▶ _Task to carry out_:
In the records that follow, locate every line with "updates" and extract it.

▶ _Study material_:

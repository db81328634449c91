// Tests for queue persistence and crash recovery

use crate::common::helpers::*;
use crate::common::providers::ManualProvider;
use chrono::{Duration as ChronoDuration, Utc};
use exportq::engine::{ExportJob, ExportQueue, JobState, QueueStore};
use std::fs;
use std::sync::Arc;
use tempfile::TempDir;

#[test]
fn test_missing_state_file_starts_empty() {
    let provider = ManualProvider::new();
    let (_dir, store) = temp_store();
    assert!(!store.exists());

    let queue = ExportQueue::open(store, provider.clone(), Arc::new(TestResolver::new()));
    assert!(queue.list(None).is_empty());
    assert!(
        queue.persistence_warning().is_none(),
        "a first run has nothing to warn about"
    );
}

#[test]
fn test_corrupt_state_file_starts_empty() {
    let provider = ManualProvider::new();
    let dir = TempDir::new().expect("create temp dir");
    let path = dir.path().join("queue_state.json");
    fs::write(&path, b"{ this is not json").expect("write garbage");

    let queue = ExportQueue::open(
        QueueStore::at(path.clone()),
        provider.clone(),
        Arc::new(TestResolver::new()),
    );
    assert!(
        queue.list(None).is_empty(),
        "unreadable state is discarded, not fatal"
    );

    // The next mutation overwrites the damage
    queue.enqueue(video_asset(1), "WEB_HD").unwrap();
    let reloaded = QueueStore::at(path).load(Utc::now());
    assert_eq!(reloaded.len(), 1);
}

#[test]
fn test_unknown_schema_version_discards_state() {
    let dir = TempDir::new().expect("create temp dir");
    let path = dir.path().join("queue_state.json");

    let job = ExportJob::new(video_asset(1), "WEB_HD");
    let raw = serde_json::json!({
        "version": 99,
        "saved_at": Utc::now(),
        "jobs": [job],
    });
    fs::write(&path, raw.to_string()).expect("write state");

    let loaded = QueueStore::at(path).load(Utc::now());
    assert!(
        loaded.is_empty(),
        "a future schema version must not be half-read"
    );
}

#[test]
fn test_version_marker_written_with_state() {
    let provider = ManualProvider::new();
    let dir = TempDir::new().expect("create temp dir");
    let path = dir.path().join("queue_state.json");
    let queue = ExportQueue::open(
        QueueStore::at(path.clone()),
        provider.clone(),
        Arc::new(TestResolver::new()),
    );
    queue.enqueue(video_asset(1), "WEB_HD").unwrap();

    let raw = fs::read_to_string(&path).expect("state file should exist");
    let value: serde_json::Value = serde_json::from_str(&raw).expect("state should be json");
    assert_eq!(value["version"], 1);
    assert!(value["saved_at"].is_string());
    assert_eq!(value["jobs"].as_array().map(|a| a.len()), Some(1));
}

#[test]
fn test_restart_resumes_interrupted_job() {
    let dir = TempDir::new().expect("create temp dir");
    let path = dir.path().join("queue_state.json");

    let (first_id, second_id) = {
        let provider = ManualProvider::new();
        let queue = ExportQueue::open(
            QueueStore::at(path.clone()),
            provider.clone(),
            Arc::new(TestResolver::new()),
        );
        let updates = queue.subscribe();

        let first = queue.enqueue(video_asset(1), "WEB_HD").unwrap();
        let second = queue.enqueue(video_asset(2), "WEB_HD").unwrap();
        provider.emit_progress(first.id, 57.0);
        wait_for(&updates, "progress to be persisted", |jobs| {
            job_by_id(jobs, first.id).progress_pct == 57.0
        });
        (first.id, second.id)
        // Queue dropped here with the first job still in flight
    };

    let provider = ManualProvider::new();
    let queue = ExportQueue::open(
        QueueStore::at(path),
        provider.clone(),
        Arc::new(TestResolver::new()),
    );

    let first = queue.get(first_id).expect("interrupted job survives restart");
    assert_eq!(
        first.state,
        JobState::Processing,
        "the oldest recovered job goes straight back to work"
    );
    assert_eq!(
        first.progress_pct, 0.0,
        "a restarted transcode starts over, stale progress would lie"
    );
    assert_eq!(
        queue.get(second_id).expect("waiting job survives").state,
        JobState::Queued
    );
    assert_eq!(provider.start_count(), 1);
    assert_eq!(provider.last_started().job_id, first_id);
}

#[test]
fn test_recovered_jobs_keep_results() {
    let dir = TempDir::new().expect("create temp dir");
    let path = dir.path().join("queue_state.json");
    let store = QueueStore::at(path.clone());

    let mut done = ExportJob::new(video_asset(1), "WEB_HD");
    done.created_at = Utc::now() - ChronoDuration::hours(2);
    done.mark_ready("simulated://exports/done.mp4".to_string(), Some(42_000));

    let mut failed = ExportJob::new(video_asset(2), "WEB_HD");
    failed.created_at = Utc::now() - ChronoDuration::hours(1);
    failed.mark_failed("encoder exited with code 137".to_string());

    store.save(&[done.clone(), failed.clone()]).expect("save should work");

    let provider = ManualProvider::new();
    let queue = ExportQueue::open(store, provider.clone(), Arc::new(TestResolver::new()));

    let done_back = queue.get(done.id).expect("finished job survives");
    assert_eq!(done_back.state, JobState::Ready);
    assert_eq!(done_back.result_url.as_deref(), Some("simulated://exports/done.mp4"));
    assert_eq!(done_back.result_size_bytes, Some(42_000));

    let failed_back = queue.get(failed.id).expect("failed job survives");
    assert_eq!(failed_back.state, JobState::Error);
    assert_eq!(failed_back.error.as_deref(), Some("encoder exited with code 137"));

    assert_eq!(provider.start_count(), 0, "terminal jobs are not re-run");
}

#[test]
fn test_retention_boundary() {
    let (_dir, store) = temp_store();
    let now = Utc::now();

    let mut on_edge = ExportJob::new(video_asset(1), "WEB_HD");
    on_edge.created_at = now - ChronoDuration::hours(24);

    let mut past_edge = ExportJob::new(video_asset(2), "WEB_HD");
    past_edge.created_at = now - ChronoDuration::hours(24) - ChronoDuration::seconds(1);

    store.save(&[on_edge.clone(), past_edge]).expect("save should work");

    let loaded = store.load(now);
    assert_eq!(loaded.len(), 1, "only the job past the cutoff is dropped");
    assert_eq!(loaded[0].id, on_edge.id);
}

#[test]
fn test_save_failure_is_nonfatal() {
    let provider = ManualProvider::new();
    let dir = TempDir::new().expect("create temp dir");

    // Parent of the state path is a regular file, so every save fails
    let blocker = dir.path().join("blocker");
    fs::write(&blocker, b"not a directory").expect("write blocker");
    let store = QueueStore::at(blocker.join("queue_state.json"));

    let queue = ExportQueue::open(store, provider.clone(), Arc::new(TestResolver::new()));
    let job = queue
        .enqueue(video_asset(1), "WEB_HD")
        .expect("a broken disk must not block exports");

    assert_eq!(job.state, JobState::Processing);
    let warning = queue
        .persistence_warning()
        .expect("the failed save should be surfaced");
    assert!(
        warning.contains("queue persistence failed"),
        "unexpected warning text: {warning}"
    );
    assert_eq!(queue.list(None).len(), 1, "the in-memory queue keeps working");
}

▶ _Response_:
        let updates = queue.subscribe();
        wait_for(&updates, "progress to be persisted", |jobs| {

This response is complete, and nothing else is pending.